Tunstall-Pedoe explained the background: “The Siri app that the start up Siri had is a different product to the Siri that’s in the iPhone. In many ways it’s now more limited, but it’s embedded in the operating system. So the Siri that you currently see is part of iOS, while the start up that Siri Inc has was an app like any other app, which actually did a lot more. When Apple bought it they essentially started again. I can’t comment for Apple on why that was. But there is some truth to that. The technology is still the same,” he added.
Cloud security and voice recognition
Another issue that has emerged is whether there is a security risk associated with associated with this new world of voice interpretation that requires our voice requests to be sent to servers in the cloud for interpretation. F-Secure made a warning back in June that when your voice is sent out to servers for interpretation, it could allow for phishing scams and security breaches. IBM has already banned its staff from using Siri for that very reason.
Why is this a problem, we asked? Tunstall-Pedoe explained: “At the moment speech recognition needs to happen in the cloud, it needs big computers for processing. With Siri your voice gets sent off to the cloud for processing. So if you are very security conscious it’s not possible to confine that within the building, which is what I suspect is behind IBMs concerns.”
“But this is a general problem with cloud,” he added: “Just think of the amount of information that Google has. Search details, along with the IP address, emails, all stored on Google servers. This is a fundamental problem with the cloud. If you use any kind of cloud service, the data is transmitted to the cloud and logged there in order for it to work.”
“Google has phenomenal amounts of personal information,” added Tunstall-Pedoe. “They know more about you than you do.

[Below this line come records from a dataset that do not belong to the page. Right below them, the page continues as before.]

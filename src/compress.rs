use std::ops::Range;
use thiserror::Error;

use n64rom::rom::Rom as N64Rom;

use crate::dma::{self, FILE_BASE_INDEX};
use crate::rom::Rom;
use crate::util::ConvertRangeExt;
use crate::yaz0;
use crate::COMPRESSED_CAPACITY;

#[derive(Debug, Error)]
pub enum Error {
    #[error("{0}")]
    DmaError(#[from] dma::Error),
    #[error("{0}")]
    N64Error(#[from] n64rom::rom::Error),
    #[error("Entry address range out of bounds: (0x{:08X}, 0x{:08X})", .0.start, .0.end)]
    OutOfRangeError(Range<u32>),
    #[error("Compression cancelled")]
    Cancelled,
}

type Result<T> = ::std::result::Result<T, Error>;

/// How a file entry is carried into the compressed image.
#[derive(Debug, Clone, Copy, PartialEq, Eq)]
enum FileOp {
    /// Yaz0-encode the file (the default).
    Compress,
    /// Store the file raw; used for files the source rom also stored raw.
    Copy,
    /// Drop the file and mark its entry absent.
    Null,
}

/// Build the per-entry operation table from an exclusion list. Non-negative
/// indices keep that file raw; negative indices erase file `-index`.
fn file_ops(exclusions: &[i32], count: usize) -> Vec<FileOp> {
    let mut ops = vec![FileOp::Compress; count];
    for &e in exclusions {
        let (index, op) = if e >= 0 {
            (e as usize, FileOp::Copy)
        } else {
            (e.wrapping_neg() as usize, FileOp::Null)
        };
        if index >= count {
            log::warn!("Ignoring out-of-range exclusion index {}", e);
            continue;
        }
        if index < FILE_BASE_INDEX {
            continue;
        }
        ops[index] = op;
    }
    ops
}

/// Pack every file back into a 32 MiB image.
pub fn compress(rom: &Rom, exclusions: &[i32]) -> Result<Rom> {
    compress_with(rom, exclusions, |_, _| true)
}

/// Like [`compress`], invoking `on_entry(index, count)` after each DMA
/// entry. Returning `false` aborts and drops the partial output.
pub fn compress_with<F>(rom: &Rom, exclusions: &[i32], mut on_entry: F) -> Result<Rom>
where
    F: FnMut(usize, usize) -> bool,
{
    let input = rom.image();
    let table = rom.table;
    let ops = file_ops(exclusions, table.count);

    let mut output = vec![0u8; COMPRESSED_CAPACITY];
    // Header, boot code and the table as laid out in the source image.
    let prefix = table.address + table.size();
    if prefix > input.len() || prefix > output.len() {
        return Err(Error::OutOfRangeError(0..prefix as u32));
    }
    output[..prefix].copy_from_slice(&input[..prefix]);

    // Physical layout cursor.
    let mut prev = prefix;

    for index in FILE_BASE_INDEX..table.count {
        let mut entry = table.entry(input, index)?;
        if entry.virtual_start == entry.virtual_end {
            if !on_entry(index, table.count) {
                return Err(Error::Cancelled);
            }
            continue;
        }

        let virt = entry.virt();
        let src = input
            .get(virt.to_usize())
            .ok_or_else(|| Error::OutOfRangeError(virt.clone()))?;

        let encoded;
        let payload: &[u8] = match ops[index] {
            FileOp::Copy => src,
            FileOp::Compress => {
                encoded = yaz0::compress(src);
                &encoded
            }
            FileOp::Null => &[],
        };

        entry.physical_start = prev as u32;
        entry.physical_end = match ops[index] {
            FileOp::Compress => (prev + payload.len()) as u32,
            FileOp::Copy => 0,
            FileOp::Null => {
                entry.physical_start = u32::MAX;
                u32::MAX
            }
        };

        if !payload.is_empty() {
            // Writes past the 32 MiB boundary are absorbed; the entry keeps
            // its computed addresses either way.
            let end = (prev + payload.len()).min(output.len());
            if end > prev.min(output.len()) {
                output[prev..end].copy_from_slice(&payload[..end - prev]);
            }
            if prev + payload.len() > output.len() {
                log::warn!(
                    "Entry {} extends past the compressed capacity; truncated",
                    index
                );
            }
        }

        table.write_entry(&mut output, index, &entry)?;
        prev += payload.len();

        if !on_entry(index, table.count) {
            return Err(Error::Cancelled);
        }
    }

    let mut n64 = N64Rom::from_vec(output)?;
    n64.correct_crc()?;
    Ok(Rom::from(n64, table))
}

#[cfg(test)]
mod tests {
    use super::*;

    #[test]
    fn ops_default_to_compress() {
        let ops = file_ops(&[], 6);
        assert!(ops.iter().all(|&op| op == FileOp::Compress));
    }

    #[test]
    fn ops_exclusion_signs() {
        let ops = file_ops(&[4, -5], 6);
        assert_eq!(ops[3], FileOp::Compress);
        assert_eq!(ops[4], FileOp::Copy);
        assert_eq!(ops[5], FileOp::Null);
    }

    #[test]
    fn ops_out_of_range_skipped() {
        let ops = file_ops(&[99, -99, 1], 6);
        // Indices below the file base stay untouched too.
        assert!(ops.iter().all(|&op| op == FileOp::Compress));
    }
}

Facebook is the same. Just think how much information there is on the Google servers for Gmail. The comforting thing is that obviously their reputation depends on not breaching the trust, if there was a scandal about it that would be absolutely disastrous for them. So they have every incentive to maintain their users trust.”
However, Tunstall-Pedoe agreed: “The fact is that we are going to have to find ways of solving that, whether it involves keeping the data separate from the service providers, but the service providers need the data in order to provide the service. This isn’t a problem that’s specific to Siri, it’s a problem with cloud computing.”